*** DATA UNDER STUDY ***

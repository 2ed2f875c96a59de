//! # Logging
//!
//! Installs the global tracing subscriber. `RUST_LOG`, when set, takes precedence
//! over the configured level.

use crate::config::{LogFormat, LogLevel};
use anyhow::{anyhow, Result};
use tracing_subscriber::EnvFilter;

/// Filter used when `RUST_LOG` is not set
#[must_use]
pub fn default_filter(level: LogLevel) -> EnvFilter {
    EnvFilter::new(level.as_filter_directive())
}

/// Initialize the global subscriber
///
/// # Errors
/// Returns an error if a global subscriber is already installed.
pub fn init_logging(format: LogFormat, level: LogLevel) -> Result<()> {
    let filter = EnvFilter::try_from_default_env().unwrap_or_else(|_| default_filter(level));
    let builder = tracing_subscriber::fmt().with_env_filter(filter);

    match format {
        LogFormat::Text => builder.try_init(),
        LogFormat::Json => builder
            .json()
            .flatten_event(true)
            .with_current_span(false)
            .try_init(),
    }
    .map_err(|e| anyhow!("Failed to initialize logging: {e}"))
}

*** End of DATA UNDER STUDY ***

WORK REQUIRED
Using the records above, report each line with the string "global".

RESPONSE TO THIS TASK
//! Installs the global tracing subscriber. `RUST_LOG`, when set, takes precedence
/// Initialize the global subscriber
/// Returns an error if a global subscriber is already installed.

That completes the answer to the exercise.